A Boston Pied-à-Terre
August 25, 2023
Designer Meghan Shadrick turns a petite pied-à-terre into a chic Boston getaway.
Text by Lisa H. Speidel Photography by Jared Kuzia
When the pandemic sent many scurrying to scoop up spacious coastal retreats, Sue and Don did the opposite. The South Shore residents had their sights set on finding a second home in the city. “My brother is a realtor in Boston,” says Sue; “he showed us this place on what would have been Marathon Monday.
There wasn’t a soul around.”The one-bedroom, one-bath Back Bay condo with pretty views of the Charles River was perfect. Sue, a teacher in Newton, wanted the occasional weeknight “crash pad” that doubled as a spot for weekend getaways and a place to enjoy pre-dinner cocktails with family and friends. At only 500 square feet, however, a (very) efficient use of space was top of mind. That’s where designer Meghan Shadrick came in.
Over the years, the unit, which sits on the top floor of a building that dates to the 1800s, had been stripped of its character. “It had sort of a Scandinavian-Ikea-cheap vibe, not a Scandinavian-cool vibe,” remembers Shadrick. Her goal was to keep it light and airy—still with a bit of a Scandinavian bent—but to infuse it with personality in the form of some moodier elements.
Shadrick nodded to the river views by skewing ever-so-subtly nautical (note the shiplap walls in the living room, the walnut cabinetry in the kitchen, and the slanted sliding closet door that reminds Sue of a sail). But she also paid homage to the Back Bay location with a cocoon-like bedroom—wrapped completely in Lewis & Wood’s Pomegranate Fresco—that conjures old Boston. Wall-mounted Visual Comfort reading sconces—Sue found and fell for these—and tiny round nightstands reinforce the aesthetic.
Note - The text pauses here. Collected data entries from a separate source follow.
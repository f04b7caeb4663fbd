//! FFmpeg software decoder device
//!
//! Presents FFmpeg's decoder through the same asynchronous contract as the
//! hardware: submissions queue to a worker thread that owns the codec
//! context, and every decoded picture is delivered to the completion
//! callback as planar I420 in a pool-owned output buffer.

use super::{
    BufferFlag, CompletionHandler, DecodedOutput, DecoderBackend, DecoderRole, HardwareDecoder,
    OutputPool, SessionParams, SubmitError,
};
use crate::utils::error::{PipelineError, Result};
use crossbeam_channel::{bounded, Receiver, Sender, TrySendError};
use ffmpeg_next as ffmpeg;
use log::{debug, info, warn};
use std::sync::Arc;
use std::thread;

struct Job {
    data: Vec<u8>,
    timestamp: u64,
    flag: BufferFlag,
}

/// Opens FFmpeg software sessions
#[derive(Debug, Clone, Default)]
pub struct FfmpegBackend;

impl FfmpegBackend {
    /// Create the backend
    pub fn new() -> Self {
        Self
    }
}

impl DecoderBackend for FfmpegBackend {
    fn create_session(
        &self,
        params: &SessionParams,
        handler: Arc<dyn CompletionHandler>,
    ) -> Result<Arc<dyn HardwareDecoder>> {
        Ok(Arc::new(FfmpegDecoder::open(params, handler)?))
    }
}

/// An open FFmpeg software session
pub struct FfmpegDecoder {
    name: String,
    input: Option<Sender<Job>>,
    pool: Arc<OutputPool>,
    worker: Option<thread::JoinHandle<()>>,
}

impl FfmpegDecoder {
    /// Open a decoder for the session's role and start its worker
    pub fn open(params: &SessionParams, handler: Arc<dyn CompletionHandler>) -> Result<Self> {
        ffmpeg::init().map_err(|e| PipelineError::SessionCreate(format!("ffmpeg init: {}", e)))?;

        let stream = StreamSetup {
            codec_id: codec_for_role(params.role),
            width: params.width,
            height: params.height,
            extradata: params.extradata.clone(),
        };
        let (input, jobs) = bounded(params.buffer_count.max(1));
        let (ready_tx, ready_rx) = bounded::<std::result::Result<(), String>>(1);
        let pool = Arc::new(OutputPool::new(params.buffer_count.max(1)));

        let worker = {
            let pool = Arc::clone(&pool);
            thread::Builder::new()
                .name("ffmpeg-dec".to_string())
                .spawn(move || run_worker(stream, jobs, ready_tx, pool, handler))
                .map_err(|e| PipelineError::SessionCreate(e.to_string()))?
        };

        match ready_rx.recv() {
            Ok(Ok(())) => {}
            Ok(Err(msg)) => {
                let _ = worker.join();
                return Err(PipelineError::SessionCreate(msg));
            }
            Err(_) => {
                let _ = worker.join();
                return Err(PipelineError::SessionCreate("decoder worker exited".to_string()));
            }
        }

        let name = format!("ffmpeg:{:?}", params.role);
        info!("Opened {} ({}x{})", name, params.width, params.height);

        Ok(Self {
            name,
            input: Some(input),
            pool,
            worker: Some(worker),
        })
    }
}

impl HardwareDecoder for FfmpegDecoder {
    fn name(&self) -> &str {
        &self.name
    }

    fn submit(&self, data: &[u8], timestamp: u64, flag: BufferFlag) -> std::result::Result<(), SubmitError> {
        let input = self.input.as_ref().ok_or(SubmitError::Closed)?;
        input
            .try_send(Job {
                data: data.to_vec(),
                timestamp,
                flag,
            })
            .map_err(|e| match e {
                TrySendError::Full(_) => SubmitError::Busy,
                TrySendError::Disconnected(_) => SubmitError::Closed,
            })
    }
}

impl Drop for FfmpegDecoder {
    fn drop(&mut self) {
        self.input.take();
        self.pool.close();
        if let Some(worker) = self.worker.take() {
            let _ = worker.join();
        }
        info!("Destroyed {}", self.name);
    }
}

fn codec_for_role(role: DecoderRole) -> ffmpeg::codec::Id {
    match role {
        DecoderRole::H264 => ffmpeg::codec::Id::H264,
        DecoderRole::Hevc => ffmpeg::codec::Id::HEVC,
        DecoderRole::Mpeg4 => ffmpeg::codec::Id::MPEG4,
        DecoderRole::Vp8 => ffmpeg::codec::Id::VP8,
        DecoderRole::Mpeg2 => ffmpeg::codec::Id::MPEG2VIDEO,
    }
}

/// Frame-number tag of a decoded picture; negative or missing pts fall back
fn picture_timestamp(pts: Option<i64>, fallback: u64) -> u64 {
    pts.and_then(|pts| u64::try_from(pts).ok()).unwrap_or(fallback)
}

/// What the codec context needs to know before it is opened
struct StreamSetup {
    codec_id: ffmpeg::codec::Id,
    width: u32,
    height: u32,
    extradata: Vec<u8>,
}

fn open_decoder(stream: &StreamSetup) -> std::result::Result<ffmpeg::decoder::Video, String> {
    let codec_id = stream.codec_id;
    let codec = ffmpeg::codec::decoder::find(codec_id)
        .ok_or_else(|| format!("no FFmpeg decoder for {:?}", codec_id))?;
    let mut context = ffmpeg::codec::context::Context::new_with_codec(codec);

    // SAFETY: the context is freshly allocated and not yet opened. The
    // extradata copy is allocated with av_mallocz including the required
    // padding, and avcodec_free_context releases it with the context.
    unsafe {
        let raw = context.as_mut_ptr();
        (*raw).width = i32::try_from(stream.width).unwrap_or(0);
        (*raw).height = i32::try_from(stream.height).unwrap_or(0);

        if !stream.extradata.is_empty() {
            let size = i32::try_from(stream.extradata.len())
                .map_err(|_| "extradata too large".to_string())?;
            let padding = ffmpeg::ffi::AV_INPUT_BUFFER_PADDING_SIZE as usize;
            let buf = ffmpeg::ffi::av_mallocz(stream.extradata.len() + padding) as *mut u8;
            if buf.is_null() {
                return Err("allocating extradata".to_string());
            }
            std::ptr::copy_nonoverlapping(stream.extradata.as_ptr(), buf, stream.extradata.len());
            (*raw).extradata = buf;
            (*raw).extradata_size = size;
        }
    }

    context
        .decoder()
        .video()
        .map_err(|e| format!("opening {:?} decoder: {}", codec_id, e))
}

struct Worker {
    decoder: ffmpeg::decoder::Video,
    scaler: Option<ffmpeg::software::scaling::Context>,
    pool: Arc<OutputPool>,
    handler: Arc<dyn CompletionHandler>,
}

fn run_worker(
    stream: StreamSetup,
    jobs: Receiver<Job>,
    ready: Sender<std::result::Result<(), String>>,
    pool: Arc<OutputPool>,
    handler: Arc<dyn CompletionHandler>,
) {
    let decoder = match open_decoder(&stream) {
        Ok(decoder) => decoder,
        Err(msg) => {
            let _ = ready.send(Err(msg));
            return;
        }
    };
    let _ = ready.send(Ok(()));

    let mut worker = Worker {
        decoder,
        scaler: None,
        pool,
        handler,
    };

    while let Ok(job) = jobs.recv() {
        let running = match job.flag {
            BufferFlag::EndOfFrame => worker.decode(&job.data, job.timestamp),
            BufferFlag::EndOfStream => worker.finish(job.timestamp),
        };
        if !running {
            break;
        }
    }

    debug!("FFmpeg decoder worker finished");
}

impl Worker {
    /// Decode one submitted frame and retire it exactly once
    fn decode(&mut self, data: &[u8], timestamp: u64) -> bool {
        let mut packet = ffmpeg::Packet::copy(data);
        packet.set_pts(i64::try_from(timestamp).ok());

        let mut retired = false;
        match self.decoder.send_packet(&packet) {
            Ok(()) => {
                if !self.drain(timestamp, &mut retired) {
                    return false;
                }
            }
            Err(e) => warn!("Decoder rejected frame {}: {}", timestamp, e),
        }

        // Parameter sets, first fields and rejected packets end up here
        if !retired {
            self.handler.on_consumed(timestamp);
        }
        true
    }

    fn finish(&mut self, timestamp: u64) -> bool {
        if let Err(e) = self.decoder.send_eof() {
            warn!("Decoder flush failed: {}", e);
        }
        // Pictures held for reordering belong to units retired earlier
        let mut retired = true;
        if !self.drain(timestamp, &mut retired) {
            return false;
        }

        self.handler.on_output(
            &self.pool,
            DecodedOutput {
                buffer: None,
                data: &[],
                timestamp,
                flag: BufferFlag::EndOfStream,
                retires_unit: true,
            },
        );
        true
    }

    /// Deliver every picture the decoder has ready. The first one delivered
    /// retires the current unit unless `retired` is already set.
    fn drain(&mut self, fallback_ts: u64, retired: &mut bool) -> bool {
        let mut frame = ffmpeg::frame::Video::empty();
        while self.decoder.receive_frame(&mut frame).is_ok() {
            let timestamp = picture_timestamp(frame.pts(), fallback_ts);

            let Some(mut buffer) = self.pool.checkout() else {
                return false;
            };
            buffer.data.clear();
            if let Err(e) = self.write_i420(&frame, &mut buffer.data) {
                warn!("Dropping picture {}: {}", timestamp, e);
                self.pool.restore(buffer);
                continue;
            }

            let retires_unit = !*retired;
            *retired = true;
            self.handler.on_output(
                &self.pool,
                DecodedOutput {
                    buffer: Some(buffer.id),
                    data: &buffer.data,
                    timestamp,
                    flag: BufferFlag::EndOfFrame,
                    retires_unit,
                },
            );
            self.pool.restore(buffer);
        }
        true
    }

    /// Pack a picture as contiguous I420, converting other pixel formats
    fn write_i420(&mut self, frame: &ffmpeg::frame::Video, out: &mut Vec<u8>) -> std::result::Result<(), ffmpeg::Error> {
        let target = ffmpeg::format::Pixel::YUV420P;

        let converted;
        let picture = if frame.format() == target {
            frame
        } else {
            let stale = self.scaler.as_ref().map_or(true, |s| {
                s.input().format != frame.format()
                    || s.input().width != frame.width()
                    || s.input().height != frame.height()
            });
            if stale {
                self.scaler = Some(ffmpeg::software::scaling::Context::get(
                    frame.format(),
                    frame.width(),
                    frame.height(),
                    target,
                    frame.width(),
                    frame.height(),
                    ffmpeg::software::scaling::Flags::BILINEAR,
                )?);
            }

            let mut scaled = ffmpeg::frame::Video::empty();
            if let Some(scaler) = self.scaler.as_mut() {
                scaler.run(frame, &mut scaled)?;
            }
            converted = scaled;
            &converted
        };

        let width = picture.width() as usize;
        let height = picture.height() as usize;
        for plane in 0..3 {
            let (plane_width, plane_height) = if plane == 0 {
                (width, height)
            } else {
                ((width + 1) / 2, (height + 1) / 2)
            };
            let stride = picture.stride(plane);
            let data = picture.data(plane);
            for row in 0..plane_height {
                let start = row * stride;
                out.extend_from_slice(&data[start..start + plane_width]);
            }
        }
        Ok(())
    }
}

#[cfg(test)]
mod tests {
    use super::*;

    #[test]
    fn test_picture_timestamp_fallback() {
        assert_eq!(picture_timestamp(Some(12), 3), 12);
        assert_eq!(picture_timestamp(None, 3), 3);
        assert_eq!(picture_timestamp(Some(-1), 3), 3);
        assert_eq!(picture_timestamp(Some(i64::MIN), 0), 0);
    }
}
While Shadrick kept the condo’s overall layout, she realigned the kitchen to maximize seating in the living room (game-day gatherings are a must). She also designed a freestanding half-moon table that can extend the counter or slide out of the way; Richlite countertops, which are fabricated from paper, ensure the table is light enough to move.
In fact, ingenious ideas like this are behind most of Shadrick’s space-saving solutions. Solutions that turned a “crash pad” into an urban oasis designed to rival the best boutique hotels. Who needs to flee to the coast? “Every time I go,” says Sue, “I feel like I’m on vacation.”